What the task requires
The records below hold a stretch from the line with "filename crates/mousewheel-zoom-engine/src/edit/mod.rs" through the line with "appears in the document."; return exactly those lines, ends included, and nothing more.
++++++++++++++++++++
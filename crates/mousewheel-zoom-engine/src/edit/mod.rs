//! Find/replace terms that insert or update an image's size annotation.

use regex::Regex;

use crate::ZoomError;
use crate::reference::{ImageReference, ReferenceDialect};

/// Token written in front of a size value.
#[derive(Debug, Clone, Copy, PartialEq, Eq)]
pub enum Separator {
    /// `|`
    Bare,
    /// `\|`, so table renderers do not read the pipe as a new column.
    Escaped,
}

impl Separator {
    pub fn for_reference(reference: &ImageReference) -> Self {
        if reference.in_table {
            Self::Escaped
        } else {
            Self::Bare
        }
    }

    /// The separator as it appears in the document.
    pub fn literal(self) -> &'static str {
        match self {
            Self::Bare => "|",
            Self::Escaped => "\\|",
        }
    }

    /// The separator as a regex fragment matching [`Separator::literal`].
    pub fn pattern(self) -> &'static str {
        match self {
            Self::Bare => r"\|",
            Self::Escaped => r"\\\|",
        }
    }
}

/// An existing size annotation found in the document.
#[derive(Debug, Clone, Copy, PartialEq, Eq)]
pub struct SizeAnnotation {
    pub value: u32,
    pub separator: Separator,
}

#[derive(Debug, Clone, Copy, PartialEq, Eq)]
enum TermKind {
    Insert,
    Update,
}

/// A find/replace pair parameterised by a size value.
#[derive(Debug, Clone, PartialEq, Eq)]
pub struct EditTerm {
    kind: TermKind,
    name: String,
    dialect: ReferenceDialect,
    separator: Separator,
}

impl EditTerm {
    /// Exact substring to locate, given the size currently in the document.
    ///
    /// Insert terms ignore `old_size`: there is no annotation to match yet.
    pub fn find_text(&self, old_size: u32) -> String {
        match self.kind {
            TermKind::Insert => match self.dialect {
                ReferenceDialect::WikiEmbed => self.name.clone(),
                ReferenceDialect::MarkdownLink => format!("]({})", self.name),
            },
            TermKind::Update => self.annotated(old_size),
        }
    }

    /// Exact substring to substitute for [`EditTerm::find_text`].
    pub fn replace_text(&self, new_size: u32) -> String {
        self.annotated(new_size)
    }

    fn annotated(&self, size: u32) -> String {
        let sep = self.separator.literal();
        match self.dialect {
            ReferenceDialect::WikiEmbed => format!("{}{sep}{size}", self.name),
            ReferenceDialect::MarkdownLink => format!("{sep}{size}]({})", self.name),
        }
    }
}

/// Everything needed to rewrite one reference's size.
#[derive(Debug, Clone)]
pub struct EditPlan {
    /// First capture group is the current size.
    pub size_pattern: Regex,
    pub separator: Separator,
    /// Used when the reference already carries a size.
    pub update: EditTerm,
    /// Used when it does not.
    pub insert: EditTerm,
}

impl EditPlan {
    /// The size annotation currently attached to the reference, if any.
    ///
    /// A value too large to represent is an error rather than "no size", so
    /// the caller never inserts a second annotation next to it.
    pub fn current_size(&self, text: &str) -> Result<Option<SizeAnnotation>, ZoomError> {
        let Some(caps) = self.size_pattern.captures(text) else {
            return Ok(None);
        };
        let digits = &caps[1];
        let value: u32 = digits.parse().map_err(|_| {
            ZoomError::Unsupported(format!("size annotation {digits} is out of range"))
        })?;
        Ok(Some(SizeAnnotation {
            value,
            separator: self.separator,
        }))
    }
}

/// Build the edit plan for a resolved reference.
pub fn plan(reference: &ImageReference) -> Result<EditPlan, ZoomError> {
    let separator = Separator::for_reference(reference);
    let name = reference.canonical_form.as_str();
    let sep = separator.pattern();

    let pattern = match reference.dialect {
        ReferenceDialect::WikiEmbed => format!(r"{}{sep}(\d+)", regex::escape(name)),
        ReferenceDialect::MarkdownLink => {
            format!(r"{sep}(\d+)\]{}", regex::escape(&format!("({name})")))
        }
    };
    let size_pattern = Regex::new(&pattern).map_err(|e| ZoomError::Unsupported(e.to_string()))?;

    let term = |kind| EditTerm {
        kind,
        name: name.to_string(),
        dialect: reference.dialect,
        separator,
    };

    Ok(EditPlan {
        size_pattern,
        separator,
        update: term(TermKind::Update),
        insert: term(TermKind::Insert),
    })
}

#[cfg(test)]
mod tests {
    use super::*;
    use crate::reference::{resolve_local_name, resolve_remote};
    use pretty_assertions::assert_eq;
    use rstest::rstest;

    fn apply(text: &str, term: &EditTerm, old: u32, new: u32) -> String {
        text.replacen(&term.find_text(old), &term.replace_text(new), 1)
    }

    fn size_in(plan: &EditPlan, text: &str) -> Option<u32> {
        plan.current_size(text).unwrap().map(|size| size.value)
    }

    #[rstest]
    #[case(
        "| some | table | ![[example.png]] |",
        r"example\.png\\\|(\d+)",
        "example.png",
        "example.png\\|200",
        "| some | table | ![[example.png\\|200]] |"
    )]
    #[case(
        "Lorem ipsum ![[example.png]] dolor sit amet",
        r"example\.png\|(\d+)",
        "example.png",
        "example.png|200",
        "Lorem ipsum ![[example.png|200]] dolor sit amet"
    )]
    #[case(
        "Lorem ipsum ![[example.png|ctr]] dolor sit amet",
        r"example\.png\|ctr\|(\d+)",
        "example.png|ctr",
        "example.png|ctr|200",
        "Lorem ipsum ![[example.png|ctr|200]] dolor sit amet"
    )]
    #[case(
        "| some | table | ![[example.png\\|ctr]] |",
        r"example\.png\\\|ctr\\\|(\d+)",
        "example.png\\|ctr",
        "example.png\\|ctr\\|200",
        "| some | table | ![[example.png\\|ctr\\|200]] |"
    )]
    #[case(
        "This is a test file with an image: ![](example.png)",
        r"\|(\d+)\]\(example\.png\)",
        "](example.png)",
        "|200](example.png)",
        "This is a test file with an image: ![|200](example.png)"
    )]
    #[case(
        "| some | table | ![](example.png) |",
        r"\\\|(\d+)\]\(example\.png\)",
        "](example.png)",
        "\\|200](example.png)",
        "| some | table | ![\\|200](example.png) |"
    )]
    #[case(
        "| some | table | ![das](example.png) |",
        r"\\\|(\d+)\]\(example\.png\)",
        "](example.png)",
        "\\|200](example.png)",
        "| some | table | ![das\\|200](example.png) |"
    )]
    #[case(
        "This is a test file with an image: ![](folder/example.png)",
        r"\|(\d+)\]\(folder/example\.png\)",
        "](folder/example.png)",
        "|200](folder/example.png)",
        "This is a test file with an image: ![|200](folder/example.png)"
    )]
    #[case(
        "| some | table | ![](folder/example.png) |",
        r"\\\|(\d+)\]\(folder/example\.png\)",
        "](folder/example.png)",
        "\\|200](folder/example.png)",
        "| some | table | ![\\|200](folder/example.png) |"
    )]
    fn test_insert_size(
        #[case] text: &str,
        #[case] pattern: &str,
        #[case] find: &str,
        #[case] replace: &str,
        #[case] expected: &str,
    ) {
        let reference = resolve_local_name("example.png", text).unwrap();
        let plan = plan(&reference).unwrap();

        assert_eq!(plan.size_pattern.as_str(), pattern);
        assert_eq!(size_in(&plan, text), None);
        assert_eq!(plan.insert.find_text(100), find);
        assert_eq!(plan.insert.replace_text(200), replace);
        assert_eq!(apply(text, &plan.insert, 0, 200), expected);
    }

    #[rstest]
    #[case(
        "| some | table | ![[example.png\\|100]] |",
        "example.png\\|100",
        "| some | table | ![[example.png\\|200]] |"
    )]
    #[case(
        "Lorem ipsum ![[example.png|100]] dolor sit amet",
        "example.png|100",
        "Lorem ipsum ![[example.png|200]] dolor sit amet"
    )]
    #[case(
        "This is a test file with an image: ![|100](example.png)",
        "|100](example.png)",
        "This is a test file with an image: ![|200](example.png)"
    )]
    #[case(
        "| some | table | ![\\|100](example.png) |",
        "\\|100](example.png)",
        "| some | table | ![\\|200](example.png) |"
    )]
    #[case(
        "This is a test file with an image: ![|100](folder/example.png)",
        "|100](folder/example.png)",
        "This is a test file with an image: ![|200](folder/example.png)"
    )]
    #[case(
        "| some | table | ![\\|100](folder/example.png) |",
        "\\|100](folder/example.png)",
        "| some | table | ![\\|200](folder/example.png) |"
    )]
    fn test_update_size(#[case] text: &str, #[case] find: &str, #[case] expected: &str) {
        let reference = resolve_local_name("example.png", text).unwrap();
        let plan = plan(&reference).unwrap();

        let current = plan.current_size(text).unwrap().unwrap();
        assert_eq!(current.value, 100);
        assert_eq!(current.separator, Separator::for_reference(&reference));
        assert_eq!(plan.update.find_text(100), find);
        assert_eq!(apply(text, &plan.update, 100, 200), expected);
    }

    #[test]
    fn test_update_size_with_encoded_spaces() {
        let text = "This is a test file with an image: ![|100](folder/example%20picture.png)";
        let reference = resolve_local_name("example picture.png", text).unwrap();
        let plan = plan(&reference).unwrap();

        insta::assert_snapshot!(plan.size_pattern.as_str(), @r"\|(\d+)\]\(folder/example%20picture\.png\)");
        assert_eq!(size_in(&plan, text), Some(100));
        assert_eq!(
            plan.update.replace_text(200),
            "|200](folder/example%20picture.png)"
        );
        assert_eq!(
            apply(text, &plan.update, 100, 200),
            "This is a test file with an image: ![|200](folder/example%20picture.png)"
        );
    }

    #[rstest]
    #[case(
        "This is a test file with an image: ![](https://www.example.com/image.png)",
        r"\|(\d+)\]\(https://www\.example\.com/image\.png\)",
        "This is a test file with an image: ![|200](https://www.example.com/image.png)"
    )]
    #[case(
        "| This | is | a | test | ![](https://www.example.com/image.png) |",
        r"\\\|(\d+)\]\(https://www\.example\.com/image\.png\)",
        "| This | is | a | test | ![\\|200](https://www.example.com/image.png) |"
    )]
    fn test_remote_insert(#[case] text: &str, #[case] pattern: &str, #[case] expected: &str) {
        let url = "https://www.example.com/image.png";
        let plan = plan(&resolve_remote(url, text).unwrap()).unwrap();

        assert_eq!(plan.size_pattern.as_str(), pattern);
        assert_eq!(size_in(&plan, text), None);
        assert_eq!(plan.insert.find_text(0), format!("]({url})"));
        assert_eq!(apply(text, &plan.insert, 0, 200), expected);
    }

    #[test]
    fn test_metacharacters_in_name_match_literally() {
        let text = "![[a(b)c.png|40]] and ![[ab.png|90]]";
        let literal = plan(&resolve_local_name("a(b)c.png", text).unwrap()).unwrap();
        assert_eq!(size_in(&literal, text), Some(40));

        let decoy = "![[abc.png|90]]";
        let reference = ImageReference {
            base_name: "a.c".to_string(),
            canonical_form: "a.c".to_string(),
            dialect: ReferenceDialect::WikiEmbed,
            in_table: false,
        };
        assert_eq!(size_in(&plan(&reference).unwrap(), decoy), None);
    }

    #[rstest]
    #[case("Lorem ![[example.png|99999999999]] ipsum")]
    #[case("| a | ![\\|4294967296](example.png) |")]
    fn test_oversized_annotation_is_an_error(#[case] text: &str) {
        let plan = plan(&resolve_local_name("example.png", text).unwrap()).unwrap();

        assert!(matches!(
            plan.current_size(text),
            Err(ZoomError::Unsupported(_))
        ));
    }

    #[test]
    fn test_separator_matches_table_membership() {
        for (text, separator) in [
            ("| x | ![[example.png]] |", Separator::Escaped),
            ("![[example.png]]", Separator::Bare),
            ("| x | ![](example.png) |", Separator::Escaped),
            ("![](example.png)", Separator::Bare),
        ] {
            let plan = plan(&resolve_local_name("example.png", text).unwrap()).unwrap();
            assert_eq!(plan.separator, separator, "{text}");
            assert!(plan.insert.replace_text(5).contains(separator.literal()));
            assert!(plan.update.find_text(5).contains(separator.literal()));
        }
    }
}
++++++++++++++++++++
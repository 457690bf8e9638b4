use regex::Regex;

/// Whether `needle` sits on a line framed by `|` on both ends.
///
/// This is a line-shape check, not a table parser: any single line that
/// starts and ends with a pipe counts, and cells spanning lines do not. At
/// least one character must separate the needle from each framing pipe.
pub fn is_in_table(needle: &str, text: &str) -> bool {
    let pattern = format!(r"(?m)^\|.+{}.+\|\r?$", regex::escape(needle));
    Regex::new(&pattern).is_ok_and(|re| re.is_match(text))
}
++++++++++++++++++++
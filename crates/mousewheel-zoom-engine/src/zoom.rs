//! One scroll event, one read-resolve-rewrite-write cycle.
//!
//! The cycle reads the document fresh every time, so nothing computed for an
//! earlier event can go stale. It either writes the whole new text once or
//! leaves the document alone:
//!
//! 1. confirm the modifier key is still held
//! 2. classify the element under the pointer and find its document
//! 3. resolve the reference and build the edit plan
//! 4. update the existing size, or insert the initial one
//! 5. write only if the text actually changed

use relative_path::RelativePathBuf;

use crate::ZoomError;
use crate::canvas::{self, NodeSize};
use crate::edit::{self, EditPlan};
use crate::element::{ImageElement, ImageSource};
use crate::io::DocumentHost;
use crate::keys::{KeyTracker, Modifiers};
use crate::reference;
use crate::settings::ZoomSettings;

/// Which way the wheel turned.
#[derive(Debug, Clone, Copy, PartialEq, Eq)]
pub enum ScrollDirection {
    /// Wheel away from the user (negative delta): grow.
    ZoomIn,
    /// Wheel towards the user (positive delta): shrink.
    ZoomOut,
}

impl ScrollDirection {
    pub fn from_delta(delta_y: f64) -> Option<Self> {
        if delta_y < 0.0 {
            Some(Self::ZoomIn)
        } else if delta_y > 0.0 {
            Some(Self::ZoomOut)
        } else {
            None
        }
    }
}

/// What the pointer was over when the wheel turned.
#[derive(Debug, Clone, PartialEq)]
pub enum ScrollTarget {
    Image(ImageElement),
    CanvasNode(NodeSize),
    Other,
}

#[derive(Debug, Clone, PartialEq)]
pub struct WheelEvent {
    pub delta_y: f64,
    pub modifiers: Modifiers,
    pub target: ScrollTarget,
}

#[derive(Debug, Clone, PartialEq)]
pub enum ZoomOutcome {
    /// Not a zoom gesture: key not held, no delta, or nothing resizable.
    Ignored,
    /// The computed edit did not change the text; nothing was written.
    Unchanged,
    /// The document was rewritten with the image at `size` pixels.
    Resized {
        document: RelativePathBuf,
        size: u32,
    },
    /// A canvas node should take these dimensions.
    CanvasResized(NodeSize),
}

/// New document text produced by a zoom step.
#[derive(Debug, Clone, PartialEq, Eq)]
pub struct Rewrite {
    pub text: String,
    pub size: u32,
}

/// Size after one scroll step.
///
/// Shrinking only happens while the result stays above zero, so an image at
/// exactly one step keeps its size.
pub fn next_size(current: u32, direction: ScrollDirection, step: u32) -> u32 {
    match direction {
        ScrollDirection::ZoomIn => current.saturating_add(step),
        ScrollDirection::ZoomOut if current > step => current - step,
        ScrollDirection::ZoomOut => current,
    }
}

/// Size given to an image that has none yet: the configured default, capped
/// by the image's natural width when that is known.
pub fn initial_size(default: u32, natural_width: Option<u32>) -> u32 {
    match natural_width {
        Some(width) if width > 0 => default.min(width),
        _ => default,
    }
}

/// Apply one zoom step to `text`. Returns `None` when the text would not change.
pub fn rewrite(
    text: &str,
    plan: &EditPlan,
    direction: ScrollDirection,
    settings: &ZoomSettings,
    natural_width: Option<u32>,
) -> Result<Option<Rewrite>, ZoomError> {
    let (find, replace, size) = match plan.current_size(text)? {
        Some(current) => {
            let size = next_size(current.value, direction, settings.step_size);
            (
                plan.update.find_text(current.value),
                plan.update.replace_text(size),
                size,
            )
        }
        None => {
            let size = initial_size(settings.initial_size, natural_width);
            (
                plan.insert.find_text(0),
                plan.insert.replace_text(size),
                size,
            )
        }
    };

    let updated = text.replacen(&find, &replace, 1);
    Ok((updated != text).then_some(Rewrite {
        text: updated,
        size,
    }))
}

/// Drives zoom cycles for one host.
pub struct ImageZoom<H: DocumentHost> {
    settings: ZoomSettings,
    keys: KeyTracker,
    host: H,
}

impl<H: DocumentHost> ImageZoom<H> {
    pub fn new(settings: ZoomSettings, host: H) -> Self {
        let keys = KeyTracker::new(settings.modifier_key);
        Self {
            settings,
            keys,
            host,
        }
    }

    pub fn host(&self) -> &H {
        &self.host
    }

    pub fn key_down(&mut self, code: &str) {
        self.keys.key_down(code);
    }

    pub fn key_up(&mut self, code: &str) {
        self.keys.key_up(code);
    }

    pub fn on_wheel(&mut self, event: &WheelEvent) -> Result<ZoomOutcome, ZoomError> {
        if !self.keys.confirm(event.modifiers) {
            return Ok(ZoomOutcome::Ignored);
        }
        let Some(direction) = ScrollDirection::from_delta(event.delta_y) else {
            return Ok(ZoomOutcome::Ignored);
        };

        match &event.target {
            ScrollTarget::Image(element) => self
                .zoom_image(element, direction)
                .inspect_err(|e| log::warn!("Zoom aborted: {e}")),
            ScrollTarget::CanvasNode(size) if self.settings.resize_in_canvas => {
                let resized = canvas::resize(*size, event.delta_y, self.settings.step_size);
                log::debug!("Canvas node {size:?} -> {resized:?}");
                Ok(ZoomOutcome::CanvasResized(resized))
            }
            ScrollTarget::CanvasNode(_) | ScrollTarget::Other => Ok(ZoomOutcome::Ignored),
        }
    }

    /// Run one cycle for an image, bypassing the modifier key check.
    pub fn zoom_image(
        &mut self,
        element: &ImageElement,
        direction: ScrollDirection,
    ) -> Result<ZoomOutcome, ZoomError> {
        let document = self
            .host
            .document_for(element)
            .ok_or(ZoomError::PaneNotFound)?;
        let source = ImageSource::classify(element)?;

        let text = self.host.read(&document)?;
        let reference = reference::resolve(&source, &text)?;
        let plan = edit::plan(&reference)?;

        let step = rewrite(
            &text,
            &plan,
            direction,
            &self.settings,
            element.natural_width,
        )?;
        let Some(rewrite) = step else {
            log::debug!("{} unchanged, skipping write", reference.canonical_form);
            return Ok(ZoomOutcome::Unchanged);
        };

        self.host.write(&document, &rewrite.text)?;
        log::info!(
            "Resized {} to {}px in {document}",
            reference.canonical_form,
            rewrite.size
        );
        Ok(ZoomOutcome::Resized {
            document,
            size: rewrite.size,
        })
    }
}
++++++++++++++++++++
Completed exercise
filename crates/mousewheel-zoom-engine/src/edit/mod.rs
//! Find/replace terms that insert or update an image's size annotation.

use regex::Regex;

use crate::ZoomError;
use crate::reference::{ImageReference, ReferenceDialect};

/// Token written in front of a size value.
#[derive(Debug, Clone, Copy, PartialEq, Eq)]
pub enum Separator {
    /// `|`
    Bare,
    /// `\|`, so table renderers do not read the pipe as a new column.
    Escaped,
}

impl Separator {
    pub fn for_reference(reference: &ImageReference) -> Self {
        if reference.in_table {
            Self::Escaped
        } else {
            Self::Bare
        }
    }

    /// The separator as it appears in the document.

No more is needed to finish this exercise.